= Shreddies Underwear =

Flatulence-filtering underwear brand

Shreddies Ltd. manufactures flatulence-filtering garments, produced in Leicestershire, England. British designer Paul J. O'Leary worked with researchers and lingerie designers from De Montfort University to launch the design in 2009. O'Leary is also the founder and Director of deVOL Kitchens and Floors of Stone.

The company name comes from a colloquial term for underwear that originated in the British Armed forces (see RAF slang).

The garments feature an activated carbon back panel that absorbs flatulence odours.
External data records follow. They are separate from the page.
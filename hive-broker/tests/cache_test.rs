use anyhow::Result;
use hive_broker::cachers::{cache_key, Cacher};
use hive_broker::{
    action_handler, ActionOptions, BrokerError, Context, Service, ServiceBroker, ServiceSchema,
};
use hive_test_utils::{
    create_caching_broker, create_test_broker, create_test_broker_config, posts_schema,
    users_schema, CallCounter, FailingCacher,
};
use serde_json::{json, Value};
use std::sync::Arc;

fn noop_handler() -> hive_broker::ActionHandler {
    action_handler(|_ctx: Arc<Context>| async move { Ok(Value::Null) })
}

/// Build a `cache-test` service with the given flags and report whether
/// `cache-test.find` ended up cache-wrapped
fn wrapped(service_cache: Option<bool>, action_cache: Option<bool>) -> bool {
    let (broker, _cacher) = create_caching_broker();

    let mut options = ActionOptions::new().with_handler(noop_handler());
    options.cache = action_cache;
    let mut schema = ServiceSchema::new("cache-test").with_action("find", options);
    if let Some(flag) = service_cache {
        schema = schema.with_setting("cache", json!(flag));
    }

    Service::new(&broker, schema).unwrap();
    broker.get_action("cache-test.find").unwrap().cache_wrapped
}

#[test]
fn wrapping_follows_the_precedence_table() {
    assert!(!wrapped(None, None));
    assert!(wrapped(Some(true), None));
    assert!(!wrapped(Some(true), Some(false)));
    assert!(wrapped(None, Some(true)));
    assert!(wrapped(Some(false), Some(true)));
    assert!(wrapped(Some(true), Some(true)));
}

#[test]
fn no_cacher_means_no_wrapping() {
    let broker = create_test_broker();
    let schema = ServiceSchema::new("cache-test")
        .with_setting("cache", json!(true))
        .with_action(
            "find",
            ActionOptions::new().with_cache(true).with_handler(noop_handler()),
        );
    Service::new(&broker, schema).unwrap();

    let action = broker.get_action("cache-test.find").unwrap();
    assert!(action.cache);
    assert!(!action.cache_wrapped);
}

#[tokio::test]
async fn second_identical_call_is_served_from_cache() -> Result<()> {
    let (broker, cacher) = create_caching_broker();
    let find_calls = CallCounter::new();
    let user_calls = CallCounter::new();
    Service::new(&broker, users_schema(user_calls.clone()))?;
    Service::new(&broker, posts_schema(find_calls.clone()))?;

    let first = broker.call("posts.find", json!({ "limit": 10 })).await?;
    let second = broker.call("posts.find", json!({ "limit": 10 })).await?;

    assert_eq!(find_calls.get(), 1);
    assert_eq!(first, second);
    assert_eq!(first.as_array().map(Vec::len), Some(10));
    assert!(cacher
        .has(&cache_key("posts.find", &json!({ "limit": 10 })))
        .await?);

    // five distinct authors, each fetched once and then cached
    assert_eq!(user_calls.get(), 5);

    // different params miss the cache
    broker.call("posts.find", json!({ "limit": 5 })).await?;
    assert_eq!(find_calls.get(), 2);
    Ok(())
}

#[tokio::test]
async fn cleaning_the_cacher_forces_a_fresh_call() -> Result<()> {
    let (broker, cacher) = create_caching_broker();
    let user_calls = CallCounter::new();
    Service::new(&broker, users_schema(user_calls.clone()))?;

    broker.call("users.get", json!({ "id": 2 })).await?;
    broker.call("users.get", json!({ "id": 2 })).await?;
    assert_eq!(user_calls.get(), 1);

    cacher.clean().await?;
    let user = broker.call("users.get", json!({ "id": 2 })).await?;
    assert_eq!(user_calls.get(), 2);
    assert_eq!(user["email"], json!("user2@example.com"));
    Ok(())
}

#[tokio::test]
async fn handler_errors_are_not_cached() -> Result<()> {
    let (broker, _cacher) = create_caching_broker();
    let calls = CallCounter::new();
    let counter = calls.clone();

    Service::new(
        &broker,
        ServiceSchema::new("flaky").with_action(
            "get",
            ActionOptions::new()
                .with_cache(true)
                .with_handler(action_handler(move |_ctx: Arc<Context>| {
                    let attempt = counter.increment();
                    async move {
                        if attempt == 1 {
                            anyhow::bail!("first attempt fails");
                        }
                        Ok(json!({ "attempt": attempt }))
                    }
                })),
        ),
    )?;

    let err = broker.call("flaky.get", json!({})).await.unwrap_err();
    assert_eq!(err.to_string(), "first attempt fails");
    assert!(BrokerError::from_anyhow(&err).is_none());

    let ok = broker.call("flaky.get", json!({})).await?;
    assert_eq!(ok, json!({ "attempt": 2 }));

    let cached = broker.call("flaky.get", json!({})).await?;
    assert_eq!(cached, json!({ "attempt": 2 }));
    assert_eq!(calls.get(), 2);
    Ok(())
}

#[tokio::test]
async fn unreadable_cacher_falls_through_to_the_handler() -> Result<()> {
    let cacher = Arc::new(FailingCacher::unreadable());
    let broker = ServiceBroker::new(create_test_broker_config().with_cacher(cacher.clone()));
    let user_calls = CallCounter::new();
    Service::new(&broker, users_schema(user_calls.clone()))?;

    let first = broker.call("users.get", json!({ "id": 1 })).await?;
    let second = broker.call("users.get", json!({ "id": 1 })).await?;

    assert_eq!(first, second);
    assert_eq!(first["userName"], json!("user1"));
    assert_eq!(user_calls.get(), 2);
    assert_eq!(cacher.reads.get(), 2);
    assert_eq!(cacher.writes.get(), 0);
    Ok(())
}

#[tokio::test]
async fn unwritable_cacher_still_returns_fresh_results() -> Result<()> {
    let cacher = Arc::new(FailingCacher::unwritable());
    let broker = ServiceBroker::new(create_test_broker_config().with_cacher(cacher.clone()));
    let user_calls = CallCounter::new();
    Service::new(&broker, users_schema(user_calls.clone()))?;

    let user = broker.call("users.get", json!({ "id": 3 })).await?;
    assert_eq!(user["id"], json!(3));
    assert_eq!(user_calls.get(), 1);
    assert_eq!(cacher.writes.get(), 1);
    Ok(())
}

#[tokio::test]
async fn direct_invocation_uses_the_cache_wrapper() -> Result<()> {
    let (broker, _cacher) = create_caching_broker();
    let user_calls = CallCounter::new();
    let users = Service::new(&broker, users_schema(user_calls.clone()))?;

    users.call_action("get", json!({ "id": 4 })).await?;
    broker.call("users.get", json!({ "id": 4 })).await?;
    assert_eq!(user_calls.get(), 1);
    Ok(())
}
Originally invented as healthcare underwear for people with conditions such as IBS, Crohn’s disease and food intolerances, the garments are now available in department stores around the UK and are marketed at everyone.

Shreddies Ltd. has developed the collection to include flatulence filtering underwear, pyjamas and jeans for both men and women, as well as incontinence underwear for all ages.

==Technology==

Shreddies Ltd. garments feature an activated carbon back panel, which absorbs and neutralises odours. The panel is reactivated when the garment is washed. Research by De Montfort University found that the fabric “removes sulphide and ethyl mercaptan so effectively it can filter odours 200 times the strength of the average flatus emission”.

==Awards==

In 2009 Shreddies underwear received a “Look Good Feel Good” award from the Association for Continence Advice.